Recorded information Start Marker

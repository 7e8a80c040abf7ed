//! warden core: domain models, repository traits, the error taxonomy and
//! the result envelope shared by every other crate in the workspace.

pub mod error;
pub mod models;
pub mod outcome;
pub mod repository;
//! Role manager: role CRUD and membership by user, job title or group.

use tracing::{debug, info, warn};
use uuid::Uuid;
use warden_core::error::{WardenError, WardenResult};
use warden_core::models::group::Group;
use warden_core::models::role::{CreateRole, Role, RoleMember, RoleMemberRef, UpdateRole};
use warden_core::models::title::Title;
use warden_core::models::user::UserSummary;
use warden_core::outcome::Outcome;
use warden_core::repository::{
    PageRequest, PaginatedResult, RoleMemberRepository, RoleRepository,
};

use crate::config::ServiceConfig;
use crate::group::{dedup_ordered, required_name};

pub struct RoleManager<R: RoleRepository, M: RoleMemberRepository> {
    roles: R,
    members: M,
    config: ServiceConfig,
}

impl<R: RoleRepository, M: RoleMemberRepository> RoleManager<R, M> {
    pub fn new(roles: R, members: M, config: ServiceConfig) -> Self {
        Self {
            roles,
            members,
            config,
        }
    }

    async fn ensure_name_free(&self, name: &str, except: Option<Uuid>) -> WardenResult<()> {
        match self.roles.get_by_name(name.to_string()).await {
            Ok(existing) if Some(existing.id) != except => Err(WardenError::AlreadyExists {
                entity: format!("role '{name}'"),
            }),
            Ok(_) | Err(WardenError::NotFound { .. }) => Ok(()),
            Err(e) => Err(e),
        }
    }

    pub async fn create_role(
        &self,
        creator_id: Uuid,
        name: &str,
        description: &str,
    ) -> WardenResult<Uuid> {
        let name = required_name("role name", name)?;
        self.ensure_name_free(&name, None).await?;

        let role = self
            .roles
            .create(CreateRole {
                creator_id,
                name,
                description: description.trim().to_string(),
                built_in: false,
            })
            .await?;
        info!(role_id = %role.id, %creator_id, "Role created");
        Ok(role.id)
    }

    /// Delete a role with its memberships and grants. Built-in and unknown
    /// roles are reported as having no effect.
    pub async fn delete_role(&self, role_id: Uuid) -> WardenResult<Outcome<()>> {
        if self.roles.delete(role_id).await? {
            info!(%role_id, "Role deleted");
            return Ok(Outcome::Done(()));
        }

        match self.roles.get_by_id(role_id).await {
            Ok(role) if role.built_in => {
                warn!(%role_id, "Refusing to delete built-in role");
                Ok(Outcome::no_effect("role is built-in"))
            }
            Ok(_) | Err(WardenError::NotFound { .. }) => {
                Ok(Outcome::no_effect("role does not exist"))
            }
            Err(e) => Err(e),
        }
    }

    pub async fn update_role(
        &self,
        role_id: Uuid,
        input: UpdateRole,
    ) -> WardenResult<Outcome<Role>> {
        let name = input
            .name
            .map(|n| required_name("role name", &n))
            .transpose()?;
        if let Some(name) = &name {
            self.ensure_name_free(name, Some(role_id)).await?;
        }
        let input = UpdateRole {
            name,
            description: input.description.map(|d| d.trim().to_string()),
        };

        match self.roles.update(role_id, input).await {
            Ok(role) => Ok(Outcome::Done(role)),
            Err(WardenError::NotFound { .. }) => Ok(Outcome::no_effect("role does not exist")),
            Err(e) => Err(e),
        }
    }

    pub async fn get_role(&self, role_id: Uuid) -> WardenResult<Role> {
        self.roles.get_by_id(role_id).await
    }

    pub async fn list_roles(
        &self,
        page: PageRequest,
        search_key: Option<String>,
    ) -> WardenResult<PaginatedResult<Role>> {
        self.roles
            .list(search_key, self.config.paginate(page))
            .await
    }

    /// Attach members of any kind to a role in one atomic batch.
    pub async fn add_members(
        &self,
        role_id: Uuid,
        creator_id: Uuid,
        members: Vec<RoleMemberRef>,
    ) -> WardenResult<bool> {
        if members.is_empty() {
            return Ok(true);
        }
        self.roles.get_by_id(role_id).await?;

        let members = dedup_ordered(members);
        debug!(%role_id, count = members.len(), "Adding role members");
        self.members
            .add_role_members(role_id, creator_id, members)
            .await
    }

    pub async fn remove_member(&self, membership_id: Uuid) -> WardenResult<Outcome<()>> {
        if self.members.remove_role_member(membership_id).await? {
            Ok(Outcome::Done(()))
        } else {
            Ok(Outcome::no_effect("no membership matched"))
        }
    }

    pub async fn list_members(&self, role_id: Uuid) -> WardenResult<Vec<RoleMember>> {
        self.members.list_role_members(role_id).await
    }

    /// Users reached through any membership path, one entry per user.
    pub async fn list_member_users(
        &self,
        role_id: Uuid,
        page: PageRequest,
    ) -> WardenResult<PaginatedResult<UserSummary>> {
        let users = self.members.list_role_member_users(role_id).await?;
        Ok(PaginatedResult::from_items(users, self.config.paginate(page)))
    }

    pub async fn eligible_titles(&self, role_id: Uuid) -> WardenResult<Vec<Title>> {
        self.members.list_eligible_titles(role_id).await
    }

    pub async fn eligible_groups(&self, role_id: Uuid) -> WardenResult<Vec<Group>> {
        self.members.list_eligible_groups(role_id).await
    }

    pub async fn eligible_users(&self, role_id: Uuid) -> WardenResult<Vec<UserSummary>> {
        self.members.list_eligible_role_users(role_id).await
    }
}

Recorded information End Marker

Your instructions: Say how many lines in the preceding material include the word "UserSummary", with no other words in the reply.

Task response: 3